To outline this argument, I'll use the simplest example that can point out the problems in this methodology - Death Star acceleration. As one of the simpler examples, it's also one of the less dramatic, because the naïve arguments in question diverge most dramatically from a truly empirical approach in the more complex examples.
We have one particular commonly iterated argument that boils down to a claim of 100g acceleration based on the series of positions of the Death Star on a Rebel diagram. Solely, in other words, on a particular interpretation of a single small detail of the VFX.
As usual, there are minor problems of scaling, and the Death Star at one of these positions happens to be a faded icon sitting on the edge of a dark line across the diagram, i.e., an apparent blind zone.
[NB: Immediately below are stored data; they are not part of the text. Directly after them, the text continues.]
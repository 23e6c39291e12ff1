//! Generic create/edit orchestration for styles.
//!
//! The controller never knows concrete subtypes: the create path resolves a
//! type tag through the registry, the edit path re-materializes the stored
//! subtype, and both converge on the same describe/populate/commit steps
//! through the [`Style`](crate::style::Style) capability trait.
//!
//! Commits are all-or-nothing: validation failures happen before any store
//! write, and the scoped transaction rolls back on every early exit.

use std::sync::Arc;

use serde_json::Value;
use tracing::info;

use crate::error::{Error, ValidationError};
use crate::layer::LayerStore;
use crate::registry::StyleRegistry;
use crate::store::{StoreTransaction, StyleStore};
use crate::style::{load_concrete, record_of, FieldDescriptor, StyleId};

/// Create/edit controller generic over all registered style subtypes.
pub struct EditController {
    registry: Arc<StyleRegistry>,
    store: Arc<dyn StyleStore>,
    layers: Arc<dyn LayerStore>,
}

impl EditController {
    pub fn new(
        registry: Arc<StyleRegistry>,
        store: Arc<dyn StyleStore>,
        layers: Arc<dyn LayerStore>,
    ) -> Self {
        Self {
            registry,
            store,
            layers,
        }
    }

    /// Creates a style for a layer.
    ///
    /// The payload's `cls` field selects the subtype; the tag is fixed from
    /// this point on. Returns the newly assigned id.
    ///
    /// # Errors
    ///
    /// [`Error::NotFound`] for a missing layer, [`Error::UnknownStyleType`]
    /// for an unregistered tag, [`Error::UnsupportedForLayer`] when the
    /// subtype refuses the layer, [`Error::Validation`] for a bad payload.
    /// None of these leave a persisted row behind.
    pub fn create(&self, layer_id: u64, payload: &Value) -> Result<StyleId, Error> {
        let layer = self.layers.layer(layer_id)?;

        let type_tag = payload
            .get("cls")
            .and_then(Value::as_str)
            .ok_or_else(|| ValidationError::single("cls", "required to select the style type"))?;

        let descriptor = self.registry.resolve(type_tag)?;
        if !descriptor.supports(&layer) {
            return Err(Error::UnsupportedForLayer {
                type_tag: type_tag.to_string(),
                layer_id,
            });
        }

        let mut style = descriptor.construct(layer.id);
        style.populate(payload)?;

        let mut txn = self.store.begin();
        let id = txn.insert(record_of(style.as_ref()))?;
        txn.commit()?;

        info!(style_id = id, layer_id, type_tag, "style created");
        Ok(id)
    }

    /// Replaces a style's editable fields from a payload.
    ///
    /// The stored `type_tag` stays fixed; payloads trying to change it fail
    /// validation. A concurrent update between load and commit surfaces as
    /// [`Error::Conflict`] and the caller may retry the whole edit.
    pub fn replace(&self, style_id: StyleId, payload: &Value) -> Result<(), Error> {
        let loaded = load_concrete(self.store.as_ref(), &self.registry, style_id)?;
        let mut style = loaded.style;
        style.populate(payload)?;

        let mut txn = self.store.begin();
        txn.update(record_of(style.as_ref()), loaded.version)?;
        txn.commit()?;

        info!(style_id, type_tag = style.type_tag(), "style replaced");
        Ok(())
    }

    /// Serialized payload of a style, as served by the retrieval endpoint.
    pub fn retrieve(&self, style_id: StyleId) -> Result<Value, Error> {
        let loaded = load_concrete(self.store.as_ref(), &self.registry, style_id)?;
        Ok(loaded.style.to_payload())
    }

    /// Deletes a style.
    pub fn delete(&self, style_id: StyleId) -> Result<(), Error> {
        // Resolve first so a missing id reports NotFound before any write
        self.store.get(style_id)?;

        let mut txn = self.store.begin();
        txn.delete(style_id)?;
        txn.commit()?;

        info!(style_id, "style deleted");
        Ok(())
    }

    /// Form description for creating a `type_tag` style on a layer.
    pub fn creation_form(
        &self,
        layer_id: u64,
        type_tag: &str,
    ) -> Result<Vec<FieldDescriptor>, Error> {
        let layer = self.layers.layer(layer_id)?;
        let descriptor = self.registry.resolve(type_tag)?;
        if !descriptor.supports(&layer) {
            return Err(Error::UnsupportedForLayer {
                type_tag: type_tag.to_string(),
                layer_id,
            });
        }
        Ok(descriptor.construct(layer.id).describe_fields())
    }

    /// Form description for editing an existing style.
    pub fn edit_form(&self, style_id: StyleId) -> Result<Vec<FieldDescriptor>, Error> {
        let loaded = load_concrete(self.store.as_ref(), &self.registry, style_id)?;
        Ok(loaded.style.describe_fields())
    }
}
The figure also seems predicated on Yavin being noticably larger than Jupiter, when we consider the distances claimed (100,000 km from 15 minutes to 5 minutes, and 200,000 km from 5 to firing position).
But it's reasonable enough on first inspection, errors aside.
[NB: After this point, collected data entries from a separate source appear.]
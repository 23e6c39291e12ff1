//! Polymorphic style entities
//!
//! A style is a rendering rule bound to one layer. Its concrete behavior is
//! selected by a string type tag resolved through the
//! [`StyleRegistry`](crate::registry::StyleRegistry); everything downstream
//! (rendering, editing, persistence) works through the [`Style`] capability
//! trait without knowing the concrete subtype.
//!
//! The persisted form is [`StyleRecord`]: the base fields every subtype
//! shares plus an opaque subtype `data` payload. [`load_concrete`]
//! re-materializes a full concrete instance from a record.

pub mod raster;
pub mod vector;

use image::{Rgba, RgbaImage};
use serde::{Deserialize, Serialize};
use serde_json::{Map, Value};
use thiserror::Error;
use tracing::error;

use crate::coord::BBox;
use crate::error::{Error, ValidationError};
use crate::registry::StyleRegistry;
use crate::render::RenderEnv;
use crate::store::StyleStore;

/// Unique style identifier, assigned by the entity store and never reused.
pub type StyleId = u64;

/// Persisted base record of a style.
///
/// `type_tag` is the polymorphism key; it is set at creation and immutable.
/// `data` holds the concrete subtype's own fields, opaque to the base.
#[derive(Debug, Clone, PartialEq, Serialize, Deserialize)]
pub struct StyleRecord {
    pub id: StyleId,
    pub layer_id: u64,
    pub display_name: String,
    pub type_tag: String,
    pub data: Value,
}

/// Form-description contract: what a field of a subtype's edit form is.
#[derive(Debug, Clone, PartialEq, Eq)]
pub struct FieldDescriptor {
    pub name: &'static str,
    pub label: &'static str,
    pub kind: FieldKind,
    pub required: bool,
}

#[derive(Debug, Clone, Copy, PartialEq, Eq)]
pub enum FieldKind {
    Text,
    Integer,
    Color,
}

/// Failure inside a concrete subtype's renderer.
///
/// The render pipeline wraps this with style id, bbox and zoom context.
#[derive(Debug, Clone, PartialEq, Error)]
pub enum DrawError {
    /// Backing data source missing or unreachable
    #[error("data source unavailable: {0}")]
    SourceUnavailable(String),
    /// Persisted parameter that validation would have rejected
    #[error("bad symbolizer parameter: {0}")]
    BadParameter(String),
}

/// Capability set every concrete style subtype implements.
///
/// Mirrors the uniform interface the rest of the core dispatches through:
/// render, serialize, populate-from-payload, and form description.
pub trait Style: Send + Sync {
    /// The registry tag of this subtype.
    fn type_tag(&self) -> &'static str;

    /// Store-assigned id, `None` until first persisted.
    fn id(&self) -> Option<StyleId>;

    fn assign_id(&mut self, id: StyleId);

    fn layer_id(&self) -> u64;

    fn display_name(&self) -> &str;

    fn set_display_name(&mut self, name: String);

    /// Field list for building the subtype-specific edit form.
    fn describe_fields(&self) -> Vec<FieldDescriptor>;

    /// Validates `payload` and writes its fields onto the instance.
    ///
    /// All-or-nothing: on any validation failure nothing is modified and
    /// every offending field is reported.
    fn populate(&mut self, payload: &Value) -> Result<(), ValidationError>;

    /// Full serialized payload: base fields plus subtype fields.
    fn to_payload(&self) -> Value;

    /// Only the subtype-owned fields, as persisted in `StyleRecord::data`.
    fn subtype_data(&self) -> Value;

    /// Restores subtype fields from a persisted `StyleRecord::data` value.
    ///
    /// Rejects unknown or malformed fields rather than silently ignoring
    /// them.
    fn load_data(&mut self, data: &Value) -> Result<(), ValidationError>;

    /// Produces the pixel content for the given bounding box.
    fn draw(
        &self,
        bbox: &BBox,
        width: u32,
        height: u32,
        env: &RenderEnv,
    ) -> Result<RgbaImage, DrawError>;
}

/// Base fields shared by every concrete subtype.
#[derive(Debug, Clone, PartialEq)]
pub struct StyleBase {
    pub id: Option<StyleId>,
    pub layer_id: u64,
    pub display_name: String,
}

impl StyleBase {
    pub fn new(layer_id: u64) -> Self {
        Self {
            id: None,
            layer_id,
            display_name: String::new(),
        }
    }

    /// Payload keys owned by the base, not the subtype.
    pub fn is_base_field(key: &str) -> bool {
        matches!(key, "cls" | "id" | "layer_id" | "display_name")
    }

    pub fn describe_fields() -> Vec<FieldDescriptor> {
        vec![FieldDescriptor {
            name: "display_name",
            label: "Display name",
            kind: FieldKind::Text,
            required: false,
        }]
    }

    /// Validates the base part of a payload.
    ///
    /// `cls`, `id` and `layer_id` are immutable and may only echo the
    /// current values. Returns the staged display name, to be applied only
    /// after the whole payload validated.
    pub fn validate(
        &self,
        obj: &Map<String, Value>,
        type_tag: &str,
        errors: &mut ValidationError,
    ) -> Option<String> {
        if let Some(cls) = obj.get("cls") {
            match cls.as_str() {
                Some(tag) if tag == type_tag => {}
                _ => errors.push("cls", "type tag is immutable"),
            }
        }
        if let Some(id) = obj.get("id") {
            match (id.as_u64(), self.id) {
                (Some(given), Some(own)) if given == own => {}
                (Some(_), None) => {} // not yet persisted; ignore echoes
                _ => errors.push("id", "read-only field"),
            }
        }
        if let Some(layer_id) = obj.get("layer_id") {
            if layer_id.as_u64() != Some(self.layer_id) {
                errors.push("layer_id", "immutable after creation");
            }
        }
        match obj.get("display_name") {
            None => None,
            Some(name) => match name.as_str() {
                Some(s) if !s.trim().is_empty() => Some(s.to_string()),
                _ => {
                    errors.push("display_name", "must be a non-empty string");
                    None
                }
            },
        }
    }

    /// Base portion of the serialized payload.
    pub fn payload_map(&self, type_tag: &str) -> Map<String, Value> {
        let mut map = Map::new();
        map.insert("cls".into(), Value::from(type_tag));
        if let Some(id) = self.id {
            map.insert("id".into(), Value::from(id));
        }
        map.insert("layer_id".into(), Value::from(self.layer_id));
        // Omitted while unset so the payload round-trips through the
        // non-empty validation rule
        if !self.display_name.is_empty() {
            map.insert("display_name".into(), Value::from(self.display_name.as_str()));
        }
        map
    }
}

/// Builds the persistable record for a concrete instance.
///
/// For not-yet-persisted instances the id is 0; the store assigns the real
/// id on insert.
pub fn record_of(style: &dyn Style) -> StyleRecord {
    StyleRecord {
        id: style.id().unwrap_or(0),
        layer_id: style.layer_id(),
        display_name: style.display_name().to_string(),
        type_tag: style.type_tag().to_string(),
        data: style.subtype_data(),
    }
}

/// A concrete style loaded from the store together with its record version.
pub struct LoadedStyle {
    pub style: Box<dyn Style>,
    /// Store version at load time, used for conflict detection on commit.
    pub version: u64,
}

impl std::fmt::Debug for LoadedStyle {
    fn fmt(&self, f: &mut std::fmt::Formatter<'_>) -> std::fmt::Result {
        f.debug_struct("LoadedStyle")
            .field("type_tag", &self.style.type_tag())
            .field("id", &self.style.id())
            .field("version", &self.version)
            .finish()
    }
}

/// Loads a style record and re-materializes its concrete subtype.
///
/// # Errors
///
/// - [`Error::NotFound`] if `id` does not exist.
/// - [`Error::UnknownStyleType`] if the persisted tag is stale relative to
///   the current registry. This violates the data-model invariant, so it is
///   reported (and logged as an integrity error), never silently coerced.
/// - [`Error::Validation`] if the persisted subtype data is malformed.
pub fn load_concrete(
    store: &dyn StyleStore,
    registry: &StyleRegistry,
    id: StyleId,
) -> Result<LoadedStyle, Error> {
    let versioned = store.get(id)?;
    let record = versioned.record;

    let descriptor = match registry.resolve(&record.type_tag) {
        Ok(descriptor) => descriptor,
        Err(_) => {
            error!(
                style_id = id,
                type_tag = %record.type_tag,
                "persisted style references a type tag absent from the registry"
            );
            // Stale persisted data, not caller input: classifies as a
            // server integrity error
            return Err(Error::UnknownStyleType {
                type_tag: record.type_tag,
                stale: true,
            });
        }
    };

    let mut style = descriptor.construct(record.layer_id);
    style.assign_id(record.id);
    style.set_display_name(record.display_name);
    style.load_data(&record.data)?;

    Ok(LoadedStyle {
        style,
        version: versioned.version,
    })
}

/// Parses a `#rrggbb` or `#rrggbbaa` color string.
pub(crate) fn parse_color(s: &str) -> Option<Rgba<u8>> {
    let hex = s.strip_prefix('#')?;
    if hex.len() != 6 && hex.len() != 8 {
        return None;
    }
    let channel = |i: usize| u8::from_str_radix(&hex[i..i + 2], 16).ok();
    let r = channel(0)?;
    let g = channel(2)?;
    let b = channel(4)?;
    let a = if hex.len() == 8 { channel(6)? } else { 255 };
    Some(Rgba([r, g, b, a]))
}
So what happens when we plug this 100g back into the original scenario, looking at the Rebel diagram? We get a very strange starting position for the Death Star, particularly when we consider an Imperial diagram that also shows the approach.
It becomes clear that something is wrong with the claim that the Death Star has 100g. The more evidence we examine - dialogue speaking of orbiting at maximum velocity, and when we dig into the mathematics of the Death Star's attack on Yavin, we can formalize an explicit mathematical proof demonstrating that the Death Star cannot have 100g of acceleration*. Place the Death Star anywhere that fits with the diagrams and dialogue, and 100g results in Yavin being destroyed before Luke reaches it.
Can we fit a lower acceleration into the Rebel diagram? Sure. Remember first that the 5 minutes position is a "last known" position and you're fine.
So let's summarize the technique that was used here to arrive at the faulty figure.
- Find a small detail of VFX.
- Interpret this detail in a fashion that maximizes or minimizes whatever you're looking to maximize or minimize.
- Make sure #2 seems to be the simplest possible explanation. After all, simple explanations sell well.
- Don't even bother looking at the rest of the explicit visual evidence. After all, since the VFX are completely and utterly accurate (per the suspension-of-disbelief philosophy of analysis) and the simplest possible explanation is the best one (per a misinterpretation of Occam's Razor**), your argument lays forth the best possible estimation, and is necessarily correct in its details.
- Likewise, ignore qualitative evidence - the only thing that matters is numbers, dialogue can be freely ignored.
- Above all, do not try to fit your conclusion back into the movie or TV series.
Point #6 bears particular emphasis. One of the most easily used counterarguments in the VS debate is reductio ad absurdum. In its most useful form, this means taking the conclusions arrived at, and seeing what would have happened onscreen were the figures in question true.
*The messy details are an exercise left to the reader, who surely can manage it from all the figures being thrown around on the various articles. I could write it out here, but this post is long enough already.
**Occam's Razor, properly cited, states that the simplest explanation that fits all of the evidence is usually the best one.